## **Data Description**

The dataset comprises two files: **players.csv** and **sessions.csv**, which contain information on PLAICRAFT players and their game sessions. This data helps analyze player activity, experience levels, and engagement trends. However, for this particular project, I will be using **players.csv** exclusively.  

#### **Players Dataset (`players.csv`)**  
This dataset provides player-specific details, including experience level, subscription status, and demographic attributes.  

- **`experience` (String)**: Categorized into **Pro, Veteran, Amateur, or Regular**, reflecting a player's skill level.  
- **`subscribe` (Boolean)**: TRUE/FALSE value indicating whether the player is a PLAICRAFT subscriber.  
- **`hashedEmail` (String)**: Unique hashed identifier linking players to session data.  
- **`played_hours` (Float)**: Number representing total hours played.  
- **`name` (String)**: The player’s first name.  
- **`gender` (String)**: Player's gender categorized as **Male, Female, and Non-binary**.  
- **`Age` (Integer)**: Player’s age in years. There is 2 missing data.

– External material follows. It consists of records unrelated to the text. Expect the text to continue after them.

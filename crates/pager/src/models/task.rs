/*
 *  Copyright 2025-2026 Colliery Software
 *
 *  Licensed under the Apache License, Version 2.0 (the "License");
 *  you may not use this file except in compliance with the License.
 *  You may obtain a copy of the License at
 *
 *      http://www.apache.org/licenses/LICENSE-2.0
 *
 *  Unless required by applicable law or agreed to in writing, software
 *  distributed under the License is distributed on an "AS IS" BASIS,
 *  WITHOUT WARRANTIES OR CONDITIONS OF ANY KIND, either express or implied.
 *  See the License for the specific language governing permissions and
 *  limitations under the License.
 */

//! Task Model
//!
//! A task is a unit of deferred work. Producers insert it with status
//! `pending`; the insert trigger publishes the full row on the task channel and
//! the task processor moves it to `processing` and then to a terminal status.
//!
//! The payload is opaque to the engine: it is stored, published and handed to
//! the unit of work without interpretation.

use super::Status;
use chrono::{DateTime, Utc};
use serde::{Deserialize, Serialize};

/// Task type used when a producer does not supply one.
pub const DEFAULT_TASK_TYPE: &str = "default";

/// A task row, as stored and as published on the task channel.
#[derive(Debug, Clone, PartialEq, Serialize, Deserialize)]
pub struct Task {
    /// Producer-assigned, time-ordered identifier
    pub id: String,
    /// Free-form type tag
    #[serde(rename = "type")]
    pub task_type: String,
    /// Opaque structured payload
    #[serde(default)]
    pub payload: serde_json::Value,
    pub status: Status,
    pub created: DateTime<Utc>,
    pub updated: DateTime<Utc>,
}

/// Structure for creating new tasks.
#[derive(Debug, Clone, PartialEq, Serialize, Deserialize)]
pub struct NewTask {
    #[serde(rename = "type", default = "default_task_type")]
    pub task_type: String,
    #[serde(default = "default_task_payload")]
    pub payload: serde_json::Value,
}

fn default_task_type() -> String {
    DEFAULT_TASK_TYPE.to_string()
}

fn default_task_payload() -> serde_json::Value {
    serde_json::json!({ "message": "New task created" })
}

impl Default for NewTask {
    fn default() -> Self {
        Self {
            task_type: default_task_type(),
            payload: default_task_payload(),
        }
    }
}

impl NewTask {
    pub fn new(task_type: impl Into<String>, payload: serde_json::Value) -> Self {
        Self {
            task_type: task_type.into(),
            payload,
        }
    }

    /// Materialises the row a store should insert: fresh id, `pending`, both
    /// timestamps set to `now`.
    pub fn into_task(self, now: DateTime<Utc>) -> Task {
        Task {
            id: generate_task_id(),
            task_type: self.task_type,
            payload: self.payload,
            status: Status::Pending,
            created: now,
            updated: now,
        }
    }
}

/// Generates a collision-resistant, time-ordered task id (UUIDv7).
pub fn generate_task_id() -> String {
    uuid::Uuid::now_v7().to_string()
}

#### **Data Summary and Issues**  
The dataset consists of **196 player records**. It might contain missing values in key fields such as **'Age'**, which could affect calculations. We may need to consider filtering the data before performing analysis.

## **Questions**

In this project, I will be answering the broad question of:  
**We would like to know which "kinds" of players are most likely to contribute a large amount of data so that we can target those players in our recruiting efforts.** This will help understand which characteristics contribute most to player experience levels, allowing for better matchmaking and personalized game experiences.  

#### **Specific Question**  
Can an Regular player's `age` be used to predict their total accumulated playing hours?  

#### **Hypothesis**  
- Players with higher **played hours** tend to have a higher experience level.  
- Older players may approach the game differently, leading to variations in skill progression compared to younger ones.  
- Subscription status and gender may reflect different levels of engagement or playstyle, which could be linked to skill development.  
- The dataset provides key player attributes, such as `played_hours`, `age`, `gender`, and `subscribe`, which allow for exploring potential trends and relationships between player characteristics and experience levels.  

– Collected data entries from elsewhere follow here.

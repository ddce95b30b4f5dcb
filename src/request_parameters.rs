use app_config::clap::ClapArgs;
use crate::field_spec::FieldSpec;
use crate::stats_table::LINES;
use std::collections::HashMap;
use url::form_urlencoded;

pub const EXTENDED_PARAMETER: &str = "extended";
pub const TITLE_PARAMETER: &str = "title";
pub const SHOW_PERCENTAGE_PARAMETER: &str = "showprcnt";

/// The key -> value parameters of a report request.
#[derive(Debug, Clone, Default, PartialEq, Eq)]
pub struct RequestParameters {
  parameters: HashMap<String, String>,
}

/// Which page of the report to render.
#[derive(Debug, Clone, PartialEq, Eq)]
pub enum ReportMode {
  Summary,
  Detail(DetailRequest),
}

/// The full leaderboard of a single metric.
#[derive(Debug, Clone, PartialEq, Eq)]
pub struct DetailRequest {
  pub metric: String,
  pub title: Option<String>,
  pub show_percentage: bool,
}

impl RequestParameters {
  pub fn from_pairs<I, K, V>(pairs: I) -> Self
  where
    I: IntoIterator<Item = (K, V)>,
    K: Into<String>,
    V: Into<String>,
  {
    let parameters = pairs
      .into_iter()
      .map(|(key, value)| (key.into(), value.into()))
      .collect();

    Self { parameters }
  }

  /// Parses an `application/x-www-form-urlencoded` query such as a CGI `QUERY_STRING`.
  pub fn from_query_string(query: &str) -> Self {
    let query = query.strip_prefix('?').unwrap_or(query);

    Self::from_pairs(form_urlencoded::parse(query.as_bytes()).into_owned())
  }

  /// Combines a CGI query string with the command line. Later sources replace earlier ones:
  /// `query_string`, then `--query`, then the individual flags.
  pub fn from_args(args: &ClapArgs, query_string: Option<&str>) -> Self {
    let mut parameters = query_string
      .map(Self::from_query_string)
      .unwrap_or_default();

    if let Some(query) = args.query() {
      parameters.merge(Self::from_query_string(query));
    }

    if let Some(extended) = args.extended() {
      parameters.set(EXTENDED_PARAMETER, extended);
    }

    if let Some(title) = args.title() {
      parameters.set(TITLE_PARAMETER, title);
    }

    if args.show_percentage() {
      parameters.set(SHOW_PERCENTAGE_PARAMETER, "1");
    }

    parameters
  }

  pub fn set<K: Into<String>, V: Into<String>>(&mut self, key: K, value: V) {
    self.parameters.insert(key.into(), value.into());
  }

  /// Copies every parameter of `other`, replacing the ones with the same key.
  pub fn merge(&mut self, other: RequestParameters) {
    self.parameters.extend(other.parameters);
  }

  pub fn get(&self, key: &str) -> Option<&str> {
    self.parameters.get(key).map(String::as_str)
  }

  /// Whether the key was given at all, regardless of its value.
  pub fn contains(&self, key: &str) -> bool {
    self.parameters.contains_key(key)
  }

  /// An `extended` parameter selects the leaderboard for that metric, even when it's empty.
  pub fn report_mode(&self) -> ReportMode {
    let Some(metric) = self.get(EXTENDED_PARAMETER) else {
      return ReportMode::Summary;
    };

    ReportMode::Detail(DetailRequest {
      metric: metric.to_string(),
      title: self.get(TITLE_PARAMETER).map(str::to_string),
      show_percentage: self.contains(SHOW_PERCENTAGE_PARAMETER),
    })
  }
}

impl DetailRequest {
  pub fn for_field(field: &FieldSpec) -> Self {
    Self {
      metric: field.metric.to_string(),
      title: Some(field.title.to_string()),
      show_percentage: field.show_percentage,
    }
  }

  pub fn is_lines_view(&self) -> bool {
    self.metric == LINES
  }

  /// The requested title, falling back to the summary title of the metric, then the metric itself.
  pub fn heading(&self) -> &str {
    if let Some(title) = &self.title {
      return title;
    }

    FieldSpec::find(&self.metric)
      .map(|field| field.title)
      .unwrap_or(self.metric.as_str())
  }

  /// The link to this leaderboard, relative to `report_url`.
  pub fn link(&self, report_url: &str) -> String {
    let mut query = form_urlencoded::Serializer::new(String::new());

    query.append_pair(EXTENDED_PARAMETER, &self.metric);

    if let Some(title) = &self.title {
      query.append_pair(TITLE_PARAMETER, title);
    }

    if self.show_percentage {
      query.append_pair(SHOW_PERCENTAGE_PARAMETER, "1");
    }

    format!("{}?{}", report_url, query.finish())
  }
}

#[cfg(test)]
mod tests {
  use super::*;

  #[test]
  fn missing_extended_is_the_summary() {
    let parameters = RequestParameters::from_pairs([("title", "Lines")]);

    assert_eq!(parameters.report_mode(), ReportMode::Summary);
  }

  #[test]
  fn empty_extended_still_selects_a_detail_view() {
    let parameters = RequestParameters::from_query_string("extended=&title=X");

    let expected_mode = ReportMode::Detail(DetailRequest {
      metric: String::new(),
      title: Some("X".into()),
      show_percentage: false,
    });

    assert_eq!(parameters.report_mode(), expected_mode);
  }

  #[test]
  fn query_string_selects_a_detail_view() {
    let parameters =
      RequestParameters::from_query_string("?extended=foul&title=Foul+Language&showprcnt=1");

    let expected_mode = ReportMode::Detail(DetailRequest {
      metric: "foul".into(),
      title: Some("Foul Language".into()),
      show_percentage: true,
    });

    assert_eq!(parameters.report_mode(), expected_mode);
  }

  #[test]
  fn show_percentage_only_needs_the_key() {
    let parameters = RequestParameters::from_query_string("extended=happy&showprcnt");

    let ReportMode::Detail(detail) = parameters.report_mode() else {
      panic!("Expected a detail view.");
    };

    assert!(detail.show_percentage);
    assert_eq!(detail.heading(), "Happy");
  }

  #[test]
  fn merged_parameters_override_existing_ones() {
    let mut parameters = RequestParameters::from_query_string("extended=lines&title=Lines");

    parameters.merge(RequestParameters::from_pairs([("extended", "caps")]));

    assert_eq!(parameters.get(EXTENDED_PARAMETER), Some("caps"));
    assert_eq!(parameters.get(TITLE_PARAMETER), Some("Lines"));
  }

  #[test]
  fn command_line_overrides_the_query_string() {
    let args = ClapArgs::try_from_iter([
      "irc_stats_report",
      "--query",
      "extended=happy&title=Happy",
      "--extended",
      "unhappy",
      "--showprcnt",
    ])
    .unwrap();

    let parameters = RequestParameters::from_args(&args, Some("extended=foul&showprcnt=1&title=Foul"));

    let expected_mode = ReportMode::Detail(DetailRequest {
      metric: "unhappy".into(),
      title: Some("Happy".into()),
      show_percentage: true,
    });

    assert_eq!(parameters.report_mode(), expected_mode);
  }

  #[test]
  fn query_string_alone_selects_the_view() {
    let args = ClapArgs::try_from_iter(["irc_stats_report"]).unwrap();

    let parameters = RequestParameters::from_args(&args, Some("extended=caps"));

    assert!(matches!(parameters.report_mode(), ReportMode::Detail(_)));
    assert_eq!(
      RequestParameters::from_args(&args, None).report_mode(),
      ReportMode::Summary
    );
  }

  #[test]
  fn heading_falls_back_to_the_metric() {
    let detail = DetailRequest {
      metric: "caps".into(),
      title: None,
      show_percentage: false,
    };

    assert_eq!(detail.heading(), "caps");
  }

  #[test]
  fn link_expected_value() {
    let mut detail = DetailRequest::for_field(FieldSpec::find("foul").unwrap());

    assert_eq!(detail.link(""), "?extended=foul&title=Foul+Language");

    detail.show_percentage = true;

    assert_eq!(
      detail.link("/cgi-bin/stats"),
      "/cgi-bin/stats?extended=foul&title=Foul+Language&showprcnt=1"
    );
  }
}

#### **Plan on Data Wrangling** 
- Load and read **players.csv**.  
- Remove datasets with missing values to ensure data completeness.  
- Select relevant variables: `experience`, `age`, and `played_hours`.  
- Filter the data to include only players with `experience` classified as **Regular**.

## **Exploratory Data Analysis and Visualization**

In [None]:
library(repr)
library(tidyverse)
source("cleanup.R")

In [None]:
players <- read_csv("data/players.csv")

players_tidy <- players |>
                    select(experience, played_hours, Age) |>
                    filter(expreience == "Regular") |>
                    drop_na(Age)

players_tidy

quantitative_summary <- players |>
                    select(played_hours, Age) |>
                    summarise(
                        mean_age = mean(Age, na.rm = TRUE),
                        mean_played_hours = mean(played_hours, na.rm = TRUE)
                    )

quantitative_summary